The man who defined the "post-presidency" is also the first former president to reach the centennial mark. He has said he wants to live long enough to vote for Democratic presidential candidate Kamala Harris.

https://p.dw.com/p/4lGoW
Former US President Jimmy Carter
The birthday celebrations will be the first time Jimmy Carter has been seen in public in 11 monthsImage: Dennis Van Tine/STAR MAX/IPx/picture alliance

Former US President Jimmy Carter turned 100 on Tuesday, marking the first time an American leader has lived a full century. 

Celebrations were planned in his native Plains, Georgia, where he has been living in home hospice care for the last 19 months.

In August, his grandson Jason Carter told local media that the ex-president had said he was "only trying to make it to vote for Kamala Harris," the Democratic candidate.

Early voting for the US federal election opens in Georgia on October 15.

Jimmy Carter celebrates 100th birthday

Peanut farmer-turned-president

Carter was the first US president to be born in a hospital, on October 1, 1924, to a nurse and an owner of a general store.
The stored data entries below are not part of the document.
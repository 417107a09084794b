use std::ops::Range;

use tracing::debug;

use crate::error::{Error, Result};

/// Shape of an `n x n` band matrix with `kl` sub-diagonals and `ku`
/// super-diagonals in compact band storage.
///
/// Row `i` of the matrix occupies `ab[i*ldab..i*ldab + kl + 1 + ku]` and
/// the diagonal entry `a[i][i]` sits at offset `kl` in that row:
/// ```txt
///     a[i][j] == ab[i*ldab + j + kl - i]    for max(0, i-kl) <= j <= min(n-1, i+ku)
/// ```
/// For `n = 5, kl = 1, ku = 2` the stored rows are (`*` is padding that
/// is never read):
/// ```txt
///     *   a00 a01 a02
///     a10 a11 a12 a13
///     a21 a22 a23 a24
///     a32 a33 a34 *
///     a43 a44 *   *
/// ```
#[derive(Debug, Clone, Copy, PartialEq, Eq)]
pub struct BandLayout {
    n: usize,
    kl: usize,
    ku: usize,
    ncol: usize,
    ldab: usize,
}

// kl + 1 + ku, or None when it does not fit in a usize.
fn band_width(kl: usize, ku: usize) -> Option<usize> {
    kl.checked_add(1)?.checked_add(ku)
}

fn bad_stride(ldab: i64, ncol: usize) -> Error {
    debug!(ldab, ncol, "band stride too small");
    Error::BadStride { ldab, ncol }
}

impl BandLayout {
    /// Validates the band dimensions against the row stride `ldab`.
    ///
    /// A band width `kl + 1 + ku` that overflows `usize` is reported as
    /// [`Error::BadStride`] with `ncol == usize::MAX`.
    pub fn new(n: usize, kl: usize, ku: usize, ldab: usize) -> Result<Self> {
        let ncol = match band_width(kl, ku) {
            Some(ncol) if ldab >= ncol => ncol,
            ncol => {
                let ldab = i64::try_from(ldab).unwrap_or(i64::MAX);
                return Err(bad_stride(ldab, ncol.unwrap_or(usize::MAX)));
            }
        };
        Ok(Self {
            n,
            kl,
            ku,
            ncol,
            ldab,
        })
    }

    /// Layout with no slack between rows: `ldab == kl + 1 + ku`.
    pub fn tight(n: usize, kl: usize, ku: usize) -> Result<Self> {
        let ldab = band_width(kl, ku).ok_or_else(|| bad_stride(0, usize::MAX))?;
        Self::new(n, kl, ku, ldab)
    }

    /// Like [`BandLayout::new`] but for signed LAPACK-style integers.
    pub fn from_lapack(n: i32, kl: i32, ku: i32, ldab: i32) -> Result<Self> {
        for (name, value) in [("n", n), ("kl", kl), ("ku", ku)] {
            if value < 0 {
                debug!(name, value, "negative band dimension");
                return Err(Error::NegativeDimension {
                    name,
                    value: value as i64,
                });
            }
        }
        let (n, kl, ku) = (n as usize, kl as usize, ku as usize);
        if ldab < 0 {
            let ncol = band_width(kl, ku).unwrap_or(usize::MAX);
            return Err(bad_stride(ldab as i64, ncol));
        }
        Self::new(n, kl, ku, ldab as usize)
    }

    pub fn n(&self) -> usize {
        self.n
    }

    pub fn kl(&self) -> usize {
        self.kl
    }

    pub fn ku(&self) -> usize {
        self.ku
    }

    pub fn ldab(&self) -> usize {
        self.ldab
    }

    /// Number of stored columns per row: `kl + 1 + ku`.
    pub fn ncol(&self) -> usize {
        self.ncol
    }

    /// Minimum length of a band buffer: `(n-1)*ldab + ncol`, or zero for
    /// an empty matrix. Saturates instead of overflowing.
    pub fn required_len(&self) -> usize {
        if self.n == 0 {
            return 0;
        }
        (self.n - 1)
            .saturating_mul(self.ldab)
            .saturating_add(self.ncol)
    }

    /// Checks that `ab` holds every stored row.
    pub fn check_buffer(&self, ab: &[f64]) -> Result<()> {
        let need = self.required_len();
        if ab.len() < need {
            debug!(need, got = ab.len(), "band buffer too short");
            return Err(Error::ShortBuffer {
                need,
                got: ab.len(),
            });
        }
        Ok(())
    }

    /// Storage offsets of row `i` that hold entries of the matrix:
    /// `max(0, kl-i)..min(n+kl-i, ncol)`.
    ///
    /// `i` must be less than `n`. The leading offsets of the first `kl`
    /// rows and the trailing offsets of the last `ku` rows are padding.
    pub fn row_range(&self, i: usize) -> Range<usize> {
        debug_assert!(i < self.n);
        let l = self.kl.saturating_sub(i);
        let u = usize::min((self.n - i).saturating_add(self.kl), self.ncol);
        l..u
    }

    /// Logical column of storage offset `k` in row `i`.
    ///
    /// `k` must lie in [`row_range(i)`](BandLayout::row_range).
    pub fn column(&self, i: usize, k: usize) -> usize {
        if k >= self.kl {
            i + (k - self.kl)
        } else {
            i - (self.kl - k)
        }
    }

    /// Storage offset of `a[i][j]` within row `i`, or `None` when the
    /// position is outside the matrix or outside the band.
    pub fn offset(&self, i: usize, j: usize) -> Option<usize> {
        if i >= self.n || j >= self.n {
            return None;
        }
        if j >= i {
            (j - i <= self.ku).then(|| self.kl + (j - i))
        } else {
            (i - j <= self.kl).then(|| self.kl - (i - j))
        }
    }

    /// Valid entries of row `i` of `ab`.
    ///
    /// # Panics
    ///
    /// Panics if `ab` is shorter than [`required_len`](BandLayout::required_len).
    pub fn row<'a>(&self, i: usize, ab: &'a [f64]) -> &'a [f64] {
        let r = self.row_range(i);
        let start = i * self.ldab;
        &ab[start + r.start..start + r.end]
    }
}

#[cfg(test)]
mod tests {
    use super::*;

    #[test]
    fn test_bad_stride() {
        assert_eq!(
            BandLayout::new(4, 1, 2, 3),
            Err(Error::BadStride { ldab: 3, ncol: 4 })
        );
        assert!(BandLayout::new(4, 1, 2, 4).is_ok());
        assert!(BandLayout::new(4, 1, 2, 7).is_ok());
    }

    #[test]
    fn test_band_width_overflow() {
        assert_eq!(
            BandLayout::new(0, usize::MAX, 0, 0),
            Err(Error::BadStride {
                ldab: 0,
                ncol: usize::MAX
            })
        );
        assert_eq!(
            BandLayout::new(1, usize::MAX / 2 + 1, usize::MAX / 2, 7),
            Err(Error::BadStride {
                ldab: 7,
                ncol: usize::MAX
            })
        );
        assert!(BandLayout::tight(3, usize::MAX, 1).is_err());
        assert!(BandLayout::tight(3, 0, usize::MAX).is_err());

        // Widest band that still fits.
        let layout = BandLayout::tight(2, usize::MAX - 1, 0).unwrap();
        assert_eq!(layout.ncol(), usize::MAX);
        assert_eq!(layout.row_range(1), usize::MAX - 2..usize::MAX);
        assert_eq!(layout.column(1, usize::MAX - 2), 0);
        assert_eq!(layout.offset(1, 0), Some(usize::MAX - 2));
        assert_eq!(layout.offset(0, 1), None);
    }

    #[test]
    fn test_tight() {
        let layout = BandLayout::tight(4, 1, 2).unwrap();
        assert_eq!(layout.ldab(), 4);
        assert_eq!(layout, BandLayout::new(4, 1, 2, 4).unwrap());
    }

    #[test]
    fn test_from_lapack() {
        assert_eq!(
            BandLayout::from_lapack(-1, 0, 0, 1),
            Err(Error::NegativeDimension {
                name: "n",
                value: -1
            })
        );
        assert_eq!(
            BandLayout::from_lapack(3, -2, 0, 1),
            Err(Error::NegativeDimension {
                name: "kl",
                value: -2
            })
        );
        assert_eq!(
            BandLayout::from_lapack(3, 0, -1, 1),
            Err(Error::NegativeDimension {
                name: "ku",
                value: -1
            })
        );
        assert_eq!(
            BandLayout::from_lapack(3, 1, 1, -3),
            Err(Error::BadStride { ldab: -3, ncol: 3 })
        );
        assert_eq!(
            BandLayout::from_lapack(3, 1, 1, 2),
            Err(Error::BadStride { ldab: 2, ncol: 3 })
        );
        let layout = BandLayout::from_lapack(3, 1, 1, 3).unwrap();
        assert_eq!(layout, BandLayout::new(3, 1, 1, 3).unwrap());
    }

    #[test]
    fn test_required_len() {
        assert_eq!(BandLayout::new(0, 2, 2, 5).unwrap().required_len(), 0);
        assert_eq!(BandLayout::new(1, 2, 2, 8).unwrap().required_len(), 5);
        assert_eq!(BandLayout::new(4, 1, 1, 5).unwrap().required_len(), 18);
    }

    #[test]
    fn test_row_range() {
        let layout = BandLayout::new(5, 1, 2, 4).unwrap();
        assert_eq!(layout.row_range(0), 1..4);
        assert_eq!(layout.row_range(1), 0..4);
        assert_eq!(layout.row_range(2), 0..4);
        assert_eq!(layout.row_range(3), 0..3);
        assert_eq!(layout.row_range(4), 0..2);
    }

    #[test]
    fn test_row_range_wide_band() {
        // Band wider than the matrix.
        let layout = BandLayout::new(2, 3, 3, 7).unwrap();
        assert_eq!(layout.row_range(0), 3..5);
        assert_eq!(layout.row_range(1), 2..4);
    }

    #[test]
    fn test_column_offset() {
        let layout = BandLayout::new(5, 1, 2, 4).unwrap();
        for i in 0..5 {
            for k in layout.row_range(i) {
                let j = layout.column(i, k);
                assert_eq!(layout.offset(i, j), Some(k));
            }
        }
        assert_eq!(layout.offset(2, 0), None);
        assert_eq!(layout.offset(0, 3), None);
        assert_eq!(layout.offset(4, 5), None);
        assert_eq!(layout.offset(3, 2), Some(0));
    }

    #[test]
    fn test_row() {
        let layout = BandLayout::new(3, 1, 1, 3).unwrap();
        let ab = [9., 2., -1., -1., 2., -1., -1., 2., 9.];
        assert_eq!(layout.row(0, &ab), &[2., -1.]);
        assert_eq!(layout.row(1, &ab), &[-1., 2., -1.]);
        assert_eq!(layout.row(2, &ab), &[-1., 2.]);
    }

    #[test]
    fn test_check_buffer() {
        let layout = BandLayout::new(3, 1, 1, 4).unwrap();
        assert_eq!(
            layout.check_buffer(&[0.0; 10]),
            Err(Error::ShortBuffer { need: 11, got: 10 })
        );
        assert!(layout.check_buffer(&[0.0; 11]).is_ok());
    }
}
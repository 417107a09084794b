// Copyright ©2021 The Gonum Authors. All rights reserved.
// Use of this source code is governed by a BSD-style license.

// See lapack/gonum/dlangb.go in Gonum.

use tracing::{debug, trace};

use crate::band::BandLayout;
use crate::error::{Error, Result};
use crate::norm::Norm;
use crate::vector::{combssq, l1_norm, lassq};

/// Returns the given norm of an `n x n` band matrix with `kl` sub-diagonals
/// and `ku` super-diagonals stored in `ab` with row stride `ldab`.
///
/// See [`BandLayout`] for the storage convention. Padding positions of
/// `ab` are never read, so they may hold anything, NaN included.
///
/// When `norm` is [`Norm::MaxColumnSum`], `work` must hold at least `n`
/// entries. It is overwritten with the column sums; other norms ignore it.
///
/// All arguments are checked before any entry of `ab` is read:
/// ```txt
///     ldab < kl + 1 + ku                     Error::BadStride
///     n == 0                                 returns 0
///     ab.len() < (n-1)*ldab + kl + 1 + ku    Error::ShortBuffer
///     work shorter than n (MaxColumnSum)     Error::ShortWork
/// ```
///
/// A NaN entry inside the band makes every norm NaN.
pub fn langb(
    norm: Norm,
    n: usize,
    kl: usize,
    ku: usize,
    ab: &[f64],
    ldab: usize,
    work: Option<&mut [f64]>,
) -> Result<f64> {
    BandLayout::new(n, kl, ku, ldab)?.norm(norm, ab, work)
}

impl BandLayout {
    /// Computes `norm` of the band matrix in `ab`. Same as [`langb`] for an
    /// already validated layout.
    pub fn norm(&self, norm: Norm, ab: &[f64], work: Option<&mut [f64]>) -> Result<f64> {
        let n = self.n();

        // Quick return if possible.
        if n == 0 {
            trace!(%norm, "empty band matrix");
            return Ok(0.0);
        }

        self.check_buffer(ab)?;
        trace!(%norm, n, kl = self.kl(), ku = self.ku(), "band norm");

        let value = match norm {
            Norm::MaxAbs => max_abs(self, ab),
            Norm::MaxRowSum => max_row_sum(self, ab),
            Norm::MaxColumnSum => {
                let work = match work {
                    Some(work) if work.len() >= n => work,
                    work => {
                        let got = work.map_or(0, |w| w.len());
                        debug!(need = n, got, "band norm workspace too short");
                        return Err(Error::ShortWork { need: n, got });
                    }
                };
                max_column_sum(self, ab, &mut work[..n])
            }
            Norm::Frobenius => frobenius(self, ab),
        };
        Ok(value)
    }
}

fn max_abs(layout: &BandLayout, ab: &[f64]) -> f64 {
    let mut value: f64 = 0.0;
    for i in 0..layout.n() {
        for aij in layout.row(i, ab) {
            let aij = aij.abs();
            if aij > value || aij.is_nan() {
                value = aij;
            }
        }
    }
    value
}

fn max_row_sum(layout: &BandLayout, ab: &[f64]) -> f64 {
    let mut value: f64 = 0.0;
    for i in 0..layout.n() {
        let sum = l1_norm(layout.row(i, ab));
        if sum > value || sum.is_nan() {
            value = sum;
        }
    }
    value
}

// work must have length n.
fn max_column_sum(layout: &BandLayout, ab: &[f64], work: &mut [f64]) -> f64 {
    work.fill(0.0);
    for i in 0..layout.n() {
        let offsets = layout.row_range(i);
        for (k, aij) in offsets.zip(layout.row(i, ab)) {
            work[layout.column(i, k)] += aij.abs();
        }
    }

    let mut value: f64 = 0.0;
    for &sum in work.iter() {
        if sum > value || sum.is_nan() {
            value = sum;
        }
    }
    value
}

fn frobenius(layout: &BandLayout, ab: &[f64]) -> f64 {
    let mut scale = 0.0;
    let mut ssq = 1.0;
    for i in 0..layout.n() {
        let row = lassq(layout.row(i, ab), 0.0, 1.0);
        (scale, ssq) = combssq((scale, ssq), row);
    }
    scale * ssq.sqrt()
}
After a childhood marked by the Great Depression, he attended the Naval Academy and fell in love with his sister's friend Rosalynn Smith.

The Carters married in 1946 and were together for 77 years, until Rosalynn died in November 2023 at the age of 96.

Carter was relatively unknown outside of Georgia when he secured the Democratic nomination, and later the presidency, in 1976. He promoted moderately progressive policies during his single term, which was also marred by economic malaise and the Iran hostage crisis in 1980, the year he lost his second presidential run to Ronald Reagan.

Carter became best known for defining the concept of the "post-presidency." Alongside his wife, he worked to promote humanitarian causes around the world and won the Nobel Peace Prize in 2002.

Unexpected celebration

A church celebration and a concert were planned in Plains to mark the occasion.

Jason Carter said that the centennial birthday was not something the family had expected to see once his grandmother died, but that "these last few months, especially, he has gotten a lot more engaged in world events, a lot more engaged in politics, a lot more, just engaged, emotionally, with all of us."

"Not everybody gets 100 years on this earth, and when somebody does, and when they use that time to do so much good for so many people, it's worth celebrating," added the younger Carter, who is chairman of the Carter Center, the human rights organization set up by his grandparents.